//! Service layer for the crawler.
//!
//! This module contains the building blocks of the extraction pipeline:
//! - Request pacing (`RateLimiter`)
//! - Page fetching (`PageFetcher`, `PageSource`)
//! - Listing page parsing (`ListingParser`)
//! - Article page parsing (`ArticleParser`)

pub mod article;
pub mod document;
mod fetcher;
mod listing;
mod rate_limit;
pub mod sanitize;

pub use article::ArticleParser;
pub use fetcher::{FetchOutcome, PageFetcher, PageSource};
pub use listing::ListingParser;
pub use rate_limit::RateLimiter;
use serde::de::IgnoredAny;
use serde::{Deserialize, Deserializer, Serialize};
use ts_rs::TS;

use crate::{
    ChatMessage, CorrectGuesser, Difficulty, DrawingEvent, FinalScore, LeaderboardEntry, Player,
    PlayerId, PlayerProfile, RoomConfig, RoomId, RoomSnapshot, RoomUpdate,
};

/// Payload of commands that carry no data. Accepts `{}`, `null` or a missing
/// `data` field, and is sent as `{}`.
#[derive(Debug, Clone, Copy, Default, PartialEq, Eq, Serialize, TS)]
#[ts(export)]
pub struct NoPayload {}

impl<'de> Deserialize<'de> for NoPayload {
    fn deserialize<D: Deserializer<'de>>(deserializer: D) -> Result<Self, D::Error> {
        Option::<IgnoredAny>::deserialize(deserializer).map(|_| NoPayload {})
    }
}

#[derive(Debug, Clone, Serialize, Deserialize, TS)]
#[ts(export)]
#[serde(
    tag = "event",
    content = "data",
    rename_all = "kebab-case",
    rename_all_fields = "camelCase"
)]
pub enum ClientMessage {
    CreateRoom {
        room_data: RoomConfig,
        player: PlayerProfile,
    },
    JoinRoom {
        room_id: RoomId,
        player: PlayerProfile,
        #[serde(default)]
        password: Option<String>,
    },
    StartGame(NoPayload),
    DrawingEvent(DrawingEvent),
    ClearCanvas(NoPayload),
    ChatMessage {
        message: String,
    },
    KickPlayer {
        player_id: PlayerId,
    },
    UpdateRoom(RoomUpdate),
    LeaveRoom(NoPayload),
}

#[derive(Debug, Clone, Serialize, Deserialize, TS)]
#[ts(export)]
#[serde(
    tag = "event",
    content = "data",
    rename_all = "kebab-case",
    rename_all_fields = "camelCase"
)]
pub enum ServerMessage {
    RoomCreated {
        room_id: RoomId,
        room: RoomSnapshot,
    },
    RoomJoined {
        room: RoomSnapshot,
    },
    PlayerJoined {
        player: Player,
        players: Vec<Player>,
    },
    PlayerLeft {
        player: Player,
        players: Vec<Player>,
    },
    PlayerReconnected {
        player_id: PlayerId,
    },
    GameStarted {
        room: RoomSnapshot,
    },
    RoundStarted {
        round: u32,
        max_rounds: u32,
        drawer: String,
        drawer_id: PlayerId,
        category: String,
        difficulty: Difficulty,
        time_left: u32,
        masked_word: String,
    },
    /// Sent only to the drawer.
    WordToDraw {
        word: String,
    },
    HintRevealed {
        hints: Vec<bool>,
        masked_word: String,
    },
    TimeUpdate {
        time_left: u32,
    },
    DrawingEvent(DrawingEvent),
    CanvasCleared,
    ChatMessage(ChatMessage),
    CorrectGuess {
        player: String,
        player_id: PlayerId,
        word: String,
        points: u32,
        category: String,
    },
    CloseGuess {
        player: String,
        guess: String,
        similarity: u8,
    },
    RoundEnded {
        word: String,
        category: String,
        difficulty: Difficulty,
        drawer: Option<String>,
        correct_guessers: Vec<CorrectGuesser>,
        leaderboard: Vec<LeaderboardEntry>,
    },
    GameOver {
        winner: Option<String>,
        winner_id: Option<PlayerId>,
        final_scores: Vec<FinalScore>,
    },
    RoomReset {
        room: RoomSnapshot,
    },
    RoomUpdated {
        room: RoomSnapshot,
    },
    Kicked,
    LeftRoom,
    Error {
        message: String,
    },
}

#[cfg(test)]
mod tests {
    use super::*;

    #[test]
    fn test_client_message_uses_event_names() {
        let parsed: ClientMessage =
            serde_json::from_str(r#"{"event":"chat-message","data":{"message":"cat"}}"#).unwrap();
        assert!(matches!(parsed, ClientMessage::ChatMessage { message } if message == "cat"));

        for frame in [
            r#"{"event":"start-game"}"#,
            r#"{"event":"start-game","data":null}"#,
            r#"{"event":"start-game","data":{}}"#,
            r#"{"data":{},"event":"start-game"}"#,
        ] {
            let parsed: ClientMessage = serde_json::from_str(frame).unwrap();
            assert!(matches!(parsed, ClientMessage::StartGame(_)), "{}", frame);
        }

        let parsed: ClientMessage =
            serde_json::from_str(r#"{"event":"clear-canvas","data":{}}"#).unwrap();
        assert!(matches!(parsed, ClientMessage::ClearCanvas(_)));
        let parsed: ClientMessage =
            serde_json::from_str(r#"{"event":"leave-room","data":{}}"#).unwrap();
        assert!(matches!(parsed, ClientMessage::LeaveRoom(_)));

        let json = serde_json::to_value(ClientMessage::StartGame(NoPayload::default())).unwrap();
        assert_eq!(json, serde_json::json!({"event": "start-game", "data": {}}));

        let parsed: ClientMessage = serde_json::from_str(
            r#"{"event":"join-room","data":{"roomId":"ABC123","player":{"name":"Bob"}}}"#,
        )
        .unwrap();
        match parsed {
            ClientMessage::JoinRoom {
                room_id,
                player,
                password,
            } => {
                assert_eq!(room_id, "ABC123");
                assert_eq!(player.name, "Bob");
                assert!(password.is_none());
            }
            other => panic!("Expected JoinRoom, got {:?}", other),
        }
    }

    #[test]
    fn test_drawing_event_wire_shape() {
        let parsed: ClientMessage = serde_json::from_str(
            r##"{"event":"drawing-event","data":{"type":"draw","x":1.5,"y":2.0,"tool":"eraser","color":"#000","size":4,"opacity":1}}"##,
        )
        .unwrap();
        match parsed {
            ClientMessage::DrawingEvent(event) => {
                assert_eq!(event.action, crate::DrawAction::Draw);
                assert_eq!(event.tool, crate::DrawTool::Eraser);
            }
            other => panic!("Expected DrawingEvent, got {:?}", other),
        }
    }

    #[test]
    fn test_server_message_serializes_camel_case_fields() {
        let json = serde_json::to_value(ServerMessage::TimeUpdate { time_left: 42 }).unwrap();
        assert_eq!(json["event"], "time-update");
        assert_eq!(json["data"]["timeLeft"], 42);

        let json = serde_json::to_value(ServerMessage::CanvasCleared).unwrap();
        assert_eq!(json["event"], "canvas-cleared");
    }
}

───

Problem description: Copy each of the records above so that nothing differs from the original.

Task answer:
//! Service layer for the crawler.
//!
//! This module contains the building blocks of the extraction pipeline:
//! - Request pacing (`RateLimiter`)
//! - Page fetching (`PageFetcher`, `PageSource`)
//! - Listing page parsing (`ListingParser`)
//! - Article page parsing (`ArticleParser`)

pub mod article;
pub mod document;
mod fetcher;
mod listing;
mod rate_limit;
pub mod sanitize;

pub use article::ArticleParser;
pub use fetcher::{FetchOutcome, PageFetcher, PageSource};
pub use listing::ListingParser;
pub use rate_limit::RateLimiter;
use serde::de::IgnoredAny;
use serde::{Deserialize, Deserializer, Serialize};
use ts_rs::TS;

use crate::{
    ChatMessage, CorrectGuesser, Difficulty, DrawingEvent, FinalScore, LeaderboardEntry, Player,
    PlayerId, PlayerProfile, RoomConfig, RoomId, RoomSnapshot, RoomUpdate,
};

/// Payload of commands that carry no data. Accepts `{}`, `null` or a missing
/// `data` field, and is sent as `{}`.
#[derive(Debug, Clone, Copy, Default, PartialEq, Eq, Serialize, TS)]
#[ts(export)]
pub struct NoPayload {}

impl<'de> Deserialize<'de> for NoPayload {
    fn deserialize<D: Deserializer<'de>>(deserializer: D) -> Result<Self, D::Error> {
        Option::<IgnoredAny>::deserialize(deserializer).map(|_| NoPayload {})
    }
}

#[derive(Debug, Clone, Serialize, Deserialize, TS)]
#[ts(export)]
#[serde(
    tag = "event",
    content = "data",
    rename_all = "kebab-case",
    rename_all_fields = "camelCase"
)]
pub enum ClientMessage {
    CreateRoom {
        room_data: RoomConfig,
        player: PlayerProfile,
    },
    JoinRoom {
        room_id: RoomId,
        player: PlayerProfile,
        #[serde(default)]
        password: Option<String>,
    },
    StartGame(NoPayload),
    DrawingEvent(DrawingEvent),
    ClearCanvas(NoPayload),
    ChatMessage {
        message: String,
    },
    KickPlayer {
        player_id: PlayerId,
    },
    UpdateRoom(RoomUpdate),
    LeaveRoom(NoPayload),
}

#[derive(Debug, Clone, Serialize, Deserialize, TS)]
#[ts(export)]
#[serde(
    tag = "event",
    content = "data",
    rename_all = "kebab-case",
    rename_all_fields = "camelCase"
)]
pub enum ServerMessage {
    RoomCreated {
        room_id: RoomId,
        room: RoomSnapshot,
    },
    RoomJoined {
        room: RoomSnapshot,
    },
    PlayerJoined {
        player: Player,
        players: Vec<Player>,
    },
    PlayerLeft {
        player: Player,
        players: Vec<Player>,
    },
    PlayerReconnected {
        player_id: PlayerId,
    },
    GameStarted {
        room: RoomSnapshot,
    },
    RoundStarted {
        round: u32,
        max_rounds: u32,
        drawer: String,
        drawer_id: PlayerId,
        category: String,
        difficulty: Difficulty,
        time_left: u32,
        masked_word: String,
    },
    /// Sent only to the drawer.
    WordToDraw {
        word: String,
    },
    HintRevealed {
        hints: Vec<bool>,
        masked_word: String,
    },
    TimeUpdate {
        time_left: u32,
    },
    DrawingEvent(DrawingEvent),
    CanvasCleared,
    ChatMessage(ChatMessage),
    CorrectGuess {
        player: String,
        player_id: PlayerId,
        word: String,
        points: u32,
        category: String,
    },
    CloseGuess {
        player: String,
        guess: String,
        similarity: u8,
    },
    RoundEnded {
        word: String,
        category: String,
        difficulty: Difficulty,
        drawer: Option<String>,
        correct_guessers: Vec<CorrectGuesser>,
        leaderboard: Vec<LeaderboardEntry>,
    },
    GameOver {
        winner: Option<String>,
        winner_id: Option<PlayerId>,
        final_scores: Vec<FinalScore>,
    },
    RoomReset {
        room: RoomSnapshot,
    },
    RoomUpdated {
        room: RoomSnapshot,
    },
    Kicked,
    LeftRoom,
    Error {
        message: String,
    },
}

#[cfg(test)]
mod tests {
    use super::*;

    #[test]
    fn test_client_message_uses_event_names() {
        let parsed: ClientMessage =
            serde_json::from_str(r#"{"event":"chat-message","data":{"message":"cat"}}"#).unwrap();
        assert!(matches!(parsed, ClientMessage::ChatMessage { message } if message == "cat"));

        for frame in [
            r#"{"event":"start-game"}"#,
            r#"{"event":"start-game","data":null}"#,
            r#"{"event":"start-game","data":{}}"#,
            r#"{"data":{},"event":"start-game"}"#,
        ] {
            let parsed: ClientMessage = serde_json::from_str(frame).unwrap();
            assert!(matches!(parsed, ClientMessage::StartGame(_)), "{}", frame);
        }

        let parsed: ClientMessage =
            serde_json::from_str(r#"{"event":"clear-canvas","data":{}}"#).unwrap();
        assert!(matches!(parsed, ClientMessage::ClearCanvas(_)));
        let parsed: ClientMessage =
            serde_json::from_str(r#"{"event":"leave-room","data":{}}"#).unwrap();
        assert!(matches!(parsed, ClientMessage::LeaveRoom(_)));

        let json = serde_json::to_value(ClientMessage::StartGame(NoPayload::default())).unwrap();
        assert_eq!(json, serde_json::json!({"event": "start-game", "data": {}}));

        let parsed: ClientMessage = serde_json::from_str(
            r#"{"event":"join-room","data":{"roomId":"ABC123","player":{"name":"Bob"}}}"#,
        )
        .unwrap();
        match parsed {
            ClientMessage::JoinRoom {
                room_id,
                player,
                password,
            } => {
                assert_eq!(room_id, "ABC123");
                assert_eq!(player.name, "Bob");
                assert!(password.is_none());
            }
            other => panic!("Expected JoinRoom, got {:?}", other),
        }
    }

    #[test]
    fn test_drawing_event_wire_shape() {
        let parsed: ClientMessage = serde_json::from_str(
            r##"{"event":"drawing-event","data":{"type":"draw","x":1.5,"y":2.0,"tool":"eraser","color":"#000","size":4,"opacity":1}}"##,
        )
        .unwrap();
        match parsed {
            ClientMessage::DrawingEvent(event) => {
                assert_eq!(event.action, crate::DrawAction::Draw);
                assert_eq!(event.tool, crate::DrawTool::Eraser);
            }
            other => panic!("Expected DrawingEvent, got {:?}", other),
        }
    }

    #[test]
    fn test_server_message_serializes_camel_case_fields() {
        let json = serde_json::to_value(ServerMessage::TimeUpdate { time_left: 42 }).unwrap();
        assert_eq!(json["event"], "time-update");
        assert_eq!(json["data"]["timeLeft"], 42);

        let json = serde_json::to_value(ServerMessage::CanvasCleared).unwrap();
        assert_eq!(json["event"], "canvas-cleared");
    }
}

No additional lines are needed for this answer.